Archive for November, 2009

Forgot your password?

“Enter with the password ‘thank you’ make yourselves at home, talking praise, thank Him.  Worship Him.  For God is sheer beauty, all generous in love, loyal always and ever”( Psalms 100:4-5 The Message)

 “The username and password entered do not match.  Please enter correct username and password before proceeding”.

 How many times have you seen that message, or one like it, splashed across your computer screen?

 My mind races, it can’t be the username; I usually use the same one!  It has to be the password, what password did I use when I set up this account?  For the life of me I can’t remember.  I enter one password after another, but none seems to be the right one.  What was I thinking?
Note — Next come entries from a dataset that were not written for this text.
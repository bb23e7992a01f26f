//! Stage solvers: graph → ordered concurrent stages
//!
//! Every stage holds nodes whose scheduling predecessors all sit in earlier
//! stages. Scheduling predecessors are the sources of every non-POTENTIAL
//! edge, plus route gating: each node of a router branch that is not itself
//! upstream of the router's selector is ordered after the selector, so the
//! routing decision (and any pruning it triggers) is known before the branch
//! could start.

use std::collections::hash_map::DefaultHasher;
use std::collections::{BTreeMap, HashSet, VecDeque};
use std::hash::{Hash, Hasher};

use crate::error::{EngineError, Result};
use crate::types::{EdgeKind, Graph};

/// Node positions grouped into stages
#[derive(Debug, Clone, PartialEq, Eq)]
pub struct StagePlan {
    pub stages: Vec<Vec<usize>>,
    pub node_count: usize,
    signature: u64,
}

impl StagePlan {
    fn new(graph: &Graph, stages: Vec<Vec<usize>>) -> Self {
        Self {
            stages,
            node_count: graph.len(),
            signature: shape_signature(graph),
        }
    }

    /// Whether this plan can be rehydrated by index against `graph`
    pub fn fits(&self, graph: &Graph) -> bool {
        self.node_count == graph.len() && self.signature == shape_signature(graph)
    }

    pub fn len(&self) -> usize {
        self.stages.len()
    }

    pub fn is_empty(&self) -> bool {
        self.stages.is_empty()
    }
}

/// Order-sensitive fingerprint of node templates and edge positions
fn shape_signature(graph: &Graph) -> u64 {
    let mut hasher = DefaultHasher::new();
    for node in graph.nodes() {
        node.template_id.hash(&mut hasher);
    }
    for edge in graph.edges() {
        graph.position(&edge.source).hash(&mut hasher);
        graph.position(&edge.target).hash(&mut hasher);
        edge.kind.hash(&mut hasher);
    }
    hasher.finish()
}

/// Turns a graph into a stage plan
pub trait Solver: Send + Sync {
    fn name(&self) -> &'static str;

    fn resolve(&self, graph: &Graph) -> Result<StagePlan>;
}

/// Scheduling predecessors per node position, including route gating
pub(crate) fn scheduling_preds(graph: &Graph) -> Vec<Vec<usize>> {
    let mut preds: Vec<Vec<usize>> = vec![Vec::new(); graph.len()];
    let mut routers = Vec::new();

    for edge in graph.edges() {
        if !edge.kind.is_scheduling() {
            continue;
        }
        let (Some(src), Some(dst)) = (graph.position(&edge.source), graph.position(&edge.target))
        else {
            continue;
        };
        if !preds[dst].contains(&src) {
            preds[dst].push(src);
        }
        if edge.kind == EdgeKind::Data {
            if let Some(router) = &edge.router {
                routers.push(router.clone());
            }
        }
    }

    // Gating edges are added one router at a time against the augmented
    // predecessor sets, so a gate never closes a cycle.
    for router in routers {
        let Some(selector) = graph.position(&router.selector) else {
            continue;
        };
        let upstream = ancestors(&preds, selector);
        for (_, branch) in router.branches() {
            let Some(root) = graph.position(branch) else {
                continue;
            };
            let mut closure = ancestors(&preds, root);
            closure.insert(root);
            for node in closure {
                if node != selector && !upstream.contains(&node) && !preds[node].contains(&selector) {
                    preds[node].push(selector);
                }
            }
        }
    }
    preds
}

fn ancestors(preds: &[Vec<usize>], start: usize) -> HashSet<usize> {
    let mut seen = HashSet::new();
    let mut queue: VecDeque<usize> = preds[start].iter().copied().collect();
    while let Some(n) = queue.pop_front() {
        if seen.insert(n) {
            queue.extend(preds[n].iter().copied());
        }
    }
    seen
}

/// Deterministic in-stage order: task name, then node id
fn sort_stage(graph: &Graph, stage: &mut [usize]) {
    stage.sort_by_cached_key(|&p| {
        graph
            .node_at(p)
            .map(|n| (n.label(), n.id.clone()))
            .unwrap_or_default()
    });
}

/// Layer index of every node (longest path from a source)
fn layers(graph: &Graph, preds: &[Vec<usize>]) -> Result<Vec<usize>> {
    let n = graph.len();
    let mut succs: Vec<Vec<usize>> = vec![Vec::new(); n];
    let mut in_degree = vec![0usize; n];
    for (dst, ps) in preds.iter().enumerate() {
        in_degree[dst] = ps.len();
        for &src in ps {
            succs[src].push(dst);
        }
    }

    let mut layer = vec![0usize; n];
    let mut queue: VecDeque<usize> = (0..n).filter(|&i| in_degree[i] == 0).collect();
    let mut visited = 0;
    while let Some(node) = queue.pop_front() {
        visited += 1;
        for &next in &succs[node] {
            layer[next] = layer[next].max(layer[node] + 1);
            in_degree[next] -= 1;
            if in_degree[next] == 0 {
                queue.push_back(next);
            }
        }
    }

    if visited != n {
        return Err(EngineError::InvalidGraph(
            "cycle detected while ordering stages".to_string(),
        ));
    }
    Ok(layer)
}

fn group_stages(graph: &Graph, assignment: &[usize]) -> Vec<Vec<usize>> {
    let mut by_stage: BTreeMap<usize, Vec<usize>> = BTreeMap::new();
    for (pos, &stage) in assignment.iter().enumerate() {
        by_stage.entry(stage).or_default().push(pos);
    }
    by_stage
        .into_values()
        .map(|mut stage| {
            sort_stage(graph, &mut stage);
            stage
        })
        .collect()
}

/// Layered topological sort
#[derive(Debug, Default, Clone)]
pub struct LayeredSolver;

impl Solver for LayeredSolver {
    fn name(&self) -> &'static str {
        "layered"
    }

    fn resolve(&self, graph: &Graph) -> Result<StagePlan> {
        let preds = scheduling_preds(graph);
        let layer = layers(graph, &preds)?;
        Ok(StagePlan::new(graph, group_stages(graph, &layer)))
    }
}

/// Minimal stage count subject to per-stage static resource capacities.
///
/// Resources without a configured capacity are unlimited. Dynamic amounts
/// cost nothing here; they are enforced when the node runs.
#[derive(Debug, Clone)]
pub struct ResourceAwareSolver {
    capacities: BTreeMap<String, u64>,
    budget: u64,
}

impl ResourceAwareSolver {
    pub fn new(capacities: BTreeMap<String, u64>, budget: u64) -> Self {
        Self { capacities, budget }
    }

    /// Capacity-limited requirements per node, clamped to capacity
    fn requirements(&self, graph: &Graph) -> Vec<Vec<(usize, u64)>> {
        let names: Vec<&String> = self.capacities.keys().collect();
        graph
            .nodes()
            .iter()
            .map(|node| {
                node.static_resources
                    .iter()
                    .filter_map(|(name, &amount)| {
                        let slot = names.iter().position(|n| *n == name)?;
                        let cap = self.capacities[name];
                        if amount > cap {
                            log::warn!(
                                "Node {} needs {} of '{}' but capacity is {}; clamping",
                                node.short_id(),
                                amount,
                                name,
                                cap
                            );
                        }
                        Some((slot, amount.min(cap)))
                    })
                    .collect()
            })
            .collect()
    }
}

struct Search<'a> {
    order: &'a [usize],
    preds: &'a [Vec<usize>],
    tail: &'a [usize],
    reqs: &'a [Vec<(usize, u64)>],
    caps: Vec<u64>,
    stages: usize,
    usage: Vec<Vec<u64>>,
    assignment: Vec<Option<usize>>,
    steps: u64,
    budget: u64,
}

enum SearchOutcome {
    Found,
    Infeasible,
    BudgetExhausted,
}

impl Search<'_> {
    fn assign(&mut self, i: usize) -> SearchOutcome {
        if i == self.order.len() {
            return SearchOutcome::Found;
        }
        let node = self.order[i];
        let earliest = self.preds[node]
            .iter()
            .filter_map(|&p| self.assignment[p])
            .map(|s| s + 1)
            .max()
            .unwrap_or(0);
        let Some(latest) = self.stages.checked_sub(1 + self.tail[node]) else {
            return SearchOutcome::Infeasible;
        };

        for stage in earliest..=latest {
            self.steps += 1;
            if self.steps > self.budget {
                return SearchOutcome::BudgetExhausted;
            }
            let fits = self.reqs[node]
                .iter()
                .all(|&(slot, amount)| self.usage[stage][slot] + amount <= self.caps[slot]);
            if !fits {
                continue;
            }
            for &(slot, amount) in &self.reqs[node] {
                self.usage[stage][slot] += amount;
            }
            self.assignment[node] = Some(stage);
            match self.assign(i + 1) {
                SearchOutcome::Found => return SearchOutcome::Found,
                SearchOutcome::BudgetExhausted => return SearchOutcome::BudgetExhausted,
                SearchOutcome::Infeasible => {}
            }
            self.assignment[node] = None;
            for &(slot, amount) in &self.reqs[node] {
                self.usage[stage][slot] -= amount;
            }
        }
        SearchOutcome::Infeasible
    }
}

impl Solver for ResourceAwareSolver {
    fn name(&self) -> &'static str {
        "resource_aware"
    }

    fn resolve(&self, graph: &Graph) -> Result<StagePlan> {
        let n = graph.len();
        let preds = scheduling_preds(graph);
        let layer = layers(graph, &preds)?;

        // Longest path to a sink, for the latest feasible stage of each node.
        let mut succs: Vec<Vec<usize>> = vec![Vec::new(); n];
        for (dst, ps) in preds.iter().enumerate() {
            for &src in ps {
                succs[src].push(dst);
            }
        }
        let mut order: Vec<usize> = (0..n).collect();
        order.sort_by_key(|&p| (layer[p], p));
        let mut tail = vec![0usize; n];
        for &node in order.iter().rev() {
            tail[node] = succs[node].iter().map(|&s| tail[s] + 1).max().unwrap_or(0);
        }

        let reqs = self.requirements(graph);
        let caps: Vec<u64> = self.capacities.values().copied().collect();
        let min_stages = layer.iter().map(|l| l + 1).max().unwrap_or(0);
        let mut steps = 0u64;

        for stages in min_stages..=n {
            let mut search = Search {
                order: &order,
                preds: &preds,
                tail: &tail,
                reqs: &reqs,
                caps: caps.clone(),
                stages,
                usage: vec![vec![0; caps.len()]; stages],
                assignment: vec![None; n],
                steps,
                budget: self.budget,
            };
            match search.assign(0) {
                SearchOutcome::Found => {
                    let assignment: Vec<usize> =
                        search.assignment.iter().map(|s| s.unwrap_or(0)).collect();
                    log::debug!(
                        "Resource-aware solver placed {} nodes in {} stages ({} steps)",
                        n,
                        stages,
                        search.steps
                    );
                    return Ok(StagePlan::new(graph, group_stages(graph, &assignment)));
                }
                SearchOutcome::BudgetExhausted => break,
                SearchOutcome::Infeasible => steps = search.steps,
            }
        }

        log::warn!(
            "Resource-aware solver gave up on a {}-node graph; falling back to layered order",
            n
        );
        LayeredSolver.resolve(graph)
    }
}
//! Graph strategy: build, solve and run stages, once per generation
//!
//! Stage plans are cached under the target node's template hash and reused
//! by position whenever a later graph has the same shape. A plain tail call
//! into a task of a known recursive cycle skips the scheduler altogether and
//! runs as a single quiet invocation of the task's interned node, with the
//! call's literals bound in; only a change of shape interns another node.

use std::collections::HashMap;
use std::sync::Arc;

use async_trait::async_trait;
use dashmap::DashMap;
use futures_util::future::join_all;
use serde_json::Value;

use super::binding::bind_call;
use super::{ExecutionStrategy, RunContext, Step};
use crate::call::{LazyCall, Outcome};
use crate::error::{EngineError, Result};
use crate::events::WorkflowEvent;
use crate::flow::FlowManager;
use crate::processor::BoundInputs;
use crate::solver::{Solver, StagePlan};
use crate::types::{Graph, Node};

pub struct GraphStrategy {
    solver: Arc<dyn Solver>,
    plans: DashMap<String, Arc<StagePlan>>,
    /// Interned node per task name for the hot path
    hot_nodes: DashMap<String, Arc<Node>>,
    plan_cache: bool,
    hot_path: bool,
}

impl GraphStrategy {
    pub fn new(solver: Arc<dyn Solver>) -> Self {
        Self {
            solver,
            plans: DashMap::new(),
            hot_nodes: DashMap::new(),
            plan_cache: true,
            hot_path: true,
        }
    }

    pub fn with_plan_cache(mut self, enabled: bool) -> Self {
        self.plan_cache = enabled;
        self
    }

    pub fn with_hot_path(mut self, enabled: bool) -> Self {
        self.hot_path = enabled;
        self
    }

    /// Number of cached stage plans
    pub fn cached_plans(&self) -> usize {
        self.plans.len()
    }

    /// Stage plan for `graph`, rehydrated from the cache when the shape matches
    pub fn plan(&self, graph: &Graph) -> Result<Arc<StagePlan>> {
        if !self.plan_cache {
            return Ok(Arc::new(self.solver.resolve(graph)?));
        }
        let key = graph
            .node(graph.target())
            .map(|n| n.template_id.clone())
            .unwrap_or_default();
        let cached = self.plans.get(&key).map(|p| Arc::clone(p.value()));
        if let Some(plan) = cached {
            if plan.fits(graph) {
                log::debug!("Plan cache hit for template {}", &key[..key.len().min(12)]);
                return Ok(plan);
            }
        }

        log::debug!(
            "Plan cache miss for template {}; solving with {}",
            &key[..key.len().min(12)],
            self.solver.name()
        );
        let plan = Arc::new(self.solver.resolve(graph)?);
        self.plans.insert(key, Arc::clone(&plan));
        Ok(plan)
    }

    fn takes_hot_path(&self, ctx: &RunContext, target: &LazyCall) -> bool {
        self.hot_path
            && target.is_plain()
            && target
                .task()
                .is_some_and(|t| ctx.builder.analyzer().cycle_of(t.name()).is_some())
    }

    /// Node and bound inputs for a hot-path call
    fn hot_node(&self, ctx: &RunContext, target: &LazyCall) -> Result<(Arc<Node>, BoundInputs)> {
        let none = HashMap::new();
        let key = target.label();
        let cached = self.hot_nodes.get(&key).map(|n| Arc::clone(n.value()));
        if let Some(node) = cached {
            if let Some(bound) = bind_call(target, &node, &none) {
                return Ok((node, bound));
            }
        }
        let node = ctx.builder.intern_plain(target)?;
        let bound = bind_call(target, &node, &none).ok_or_else(|| {
            EngineError::InvalidGraph(format!("{:?} does not fit its own node", target))
        })?;
        self.hot_nodes.insert(key, Arc::clone(&node));
        Ok((node, bound))
    }

    async fn run_graph(&self, ctx: &RunContext, graph: Arc<Graph>, plan: &StagePlan) -> Result<Step> {
        let flow = FlowManager::new(Arc::clone(&graph));
        let mut tail = None;

        for stage in &plan.stages {
            if ctx.processor.scope().cancel.is_cancelled() {
                return Err(EngineError::Cancelled);
            }
            let runs = stage
                .iter()
                .filter_map(|&position| graph.node_at(position))
                .map(|node| self.run_node(ctx, &flow, node));
            let mut first_error = None;
            for result in join_all(runs).await {
                match result {
                    Ok(Some(next)) => tail = Some(next),
                    Ok(None) => {}
                    Err(e) => {
                        first_error.get_or_insert(e);
                    }
                }
            }
            if let Some(e) = first_error {
                return Err(e);
            }
        }

        if let Some(next) = tail {
            return Ok(Step::Next(next));
        }
        match ctx.store.get_result(graph.target()).await? {
            Some(value) => Ok(Step::Done(value)),
            None => {
                log::debug!("Target {} was skipped; result is null", graph.target());
                Ok(Step::Done(Value::Null))
            }
        }
    }

    /// Run or skip one node; returns the tail call if the target made one
    async fn run_node(&self, ctx: &RunContext, flow: &FlowManager, node: &Arc<Node>) -> Result<Option<LazyCall>> {
        if let Some(reason) = flow.should_skip(&node.id) {
            ctx.store.mark_skipped(&node.id, &reason.to_string()).await?;
            let _ = ctx
                .events
                .send(WorkflowEvent::task_skipped(&node.id, ctx.execution_id(), &reason));
            return Ok(None);
        }

        match ctx.processor.process(node, flow, ctx.store.as_ref()).await? {
            Outcome::Value(value) => {
                flow.register_result(&node.id, &value);
                ctx.store.put_result(&node.id, value).await?;
                Ok(None)
            }
            Outcome::TailCall(next) if node.id == *flow.graph().target() => Ok(Some(next)),
            Outcome::TailCall(next) => Err(EngineError::Unsupported(format!(
                "{} returned {:?} but only the generation target may tail call",
                node.label(),
                next
            ))),
        }
    }
}

#[async_trait]
impl ExecutionStrategy for GraphStrategy {
    fn name(&self) -> &'static str {
        "graph"
    }

    async fn run(&self, ctx: &RunContext, target: LazyCall) -> Result<Value> {
        let mut target = target;
        loop {
            let generation = ctx.next_generation().await?;
            if generation > 1 {
                ctx.store.clear().await?;
            }

            if self.takes_hot_path(ctx, &target) {
                log::debug!("Hot path for {:?} (generation {})", target, generation);
                let (node, bound) = self.hot_node(ctx, &target)?;
                match ctx
                    .processor
                    .execute_bound(&node, &HashMap::new(), &bound, false)
                    .await?
                {
                    Outcome::Value(value) => return Ok(value),
                    Outcome::TailCall(next) => {
                        target = next;
                        continue;
                    }
                }
            }

            ctx.generation_started(generation, &target);
            let graph = Arc::new(ctx.builder.build(&target)?);
            let plan = self.plan(&graph)?;
            match self.run_graph(ctx, graph, &plan).await? {
                Step::Done(value) => return Ok(value),
                Step::Next(next) => target = next,
            }
        }
    }
}
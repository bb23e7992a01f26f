//! Execution strategies
//!
//! A strategy turns a target handle into its final value. Both strategies
//! run as a trampoline: when the final value of a generation is another
//! handle, that handle becomes the next generation's target.

mod binding;
mod graph;
mod vm;

pub use graph::GraphStrategy;
pub use vm::VmStrategy;

use std::sync::atomic::{AtomicU64, Ordering};
use std::sync::Arc;

use async_trait::async_trait;
use serde_json::Value;

use crate::builder::GraphBuilder;
use crate::call::LazyCall;
use crate::error::{EngineError, Result};
use crate::events::{EventSink, WorkflowEvent};
use crate::processor::NodeProcessor;
use crate::store::ResultStore;

/// Collaborators and counters for one run
pub struct RunContext {
    pub builder: Arc<GraphBuilder>,
    pub processor: Arc<NodeProcessor>,
    pub store: Arc<dyn ResultStore>,
    pub events: Arc<dyn EventSink>,
    pub max_generations: Option<u64>,
    generations: AtomicU64,
}

impl RunContext {
    pub fn new(
        builder: Arc<GraphBuilder>,
        processor: Arc<NodeProcessor>,
        store: Arc<dyn ResultStore>,
        events: Arc<dyn EventSink>,
        max_generations: Option<u64>,
    ) -> Self {
        Self {
            builder,
            processor,
            store,
            events,
            max_generations,
            generations: AtomicU64::new(0),
        }
    }

    pub fn execution_id(&self) -> &str {
        &self.processor.scope().execution_id
    }

    /// Generations started so far
    pub fn generations(&self) -> u64 {
        self.generations.load(Ordering::SeqCst)
    }

    /// Yield once, then open the next generation if the run may continue
    pub(crate) async fn next_generation(&self) -> Result<u64> {
        tokio::task::yield_now().await;
        if self.processor.scope().cancel.is_cancelled() {
            return Err(EngineError::Cancelled);
        }
        let generation = self.generations.fetch_add(1, Ordering::SeqCst) + 1;
        if let Some(limit) = self.max_generations {
            if generation > limit {
                return Err(EngineError::GenerationLimit(limit));
            }
        }
        Ok(generation)
    }

    pub(crate) fn generation_started(&self, generation: u64, target: &LazyCall) {
        let _ = self.events.send(WorkflowEvent::GenerationStarted {
            execution_id: self.execution_id().to_string(),
            generation,
            target: target.label(),
        });
    }
}

/// How one generation ended
pub(crate) enum Step {
    Done(Value),
    Next(LazyCall),
}

#[async_trait]
pub trait ExecutionStrategy: Send + Sync {
    fn name(&self) -> &'static str;

    /// Drive `target` (and any tail calls it returns) to a final value
    async fn run(&self, ctx: &RunContext, target: LazyCall) -> Result<Value>;
}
 After some time I resort to the link just below the login box.  “Forgot your password?” the helping hand most men avoid as a sign of utter failure.  After all, are we that lame, we can’t remember the password WE created?

The next screen asks us to answer a couple of questions: 

“What was your Mothers maiden name?”  I don’t remember giving that information to this site!  “What was the model of your first car?”  Why do they care?  I cover my sense of failure with sarcasms.

 Finally, I get the message; “Your password was sent to the email on record.”

 Today’s technology has provided a simple similitude.  If we want to experience, or access, the knowledge, tools, pleasures, or relationships offered beyond where we are now, we must have the right password.

 Just as passwords open sites in cyberspace, the password, thank you, opens doors for us in our spiritual walk.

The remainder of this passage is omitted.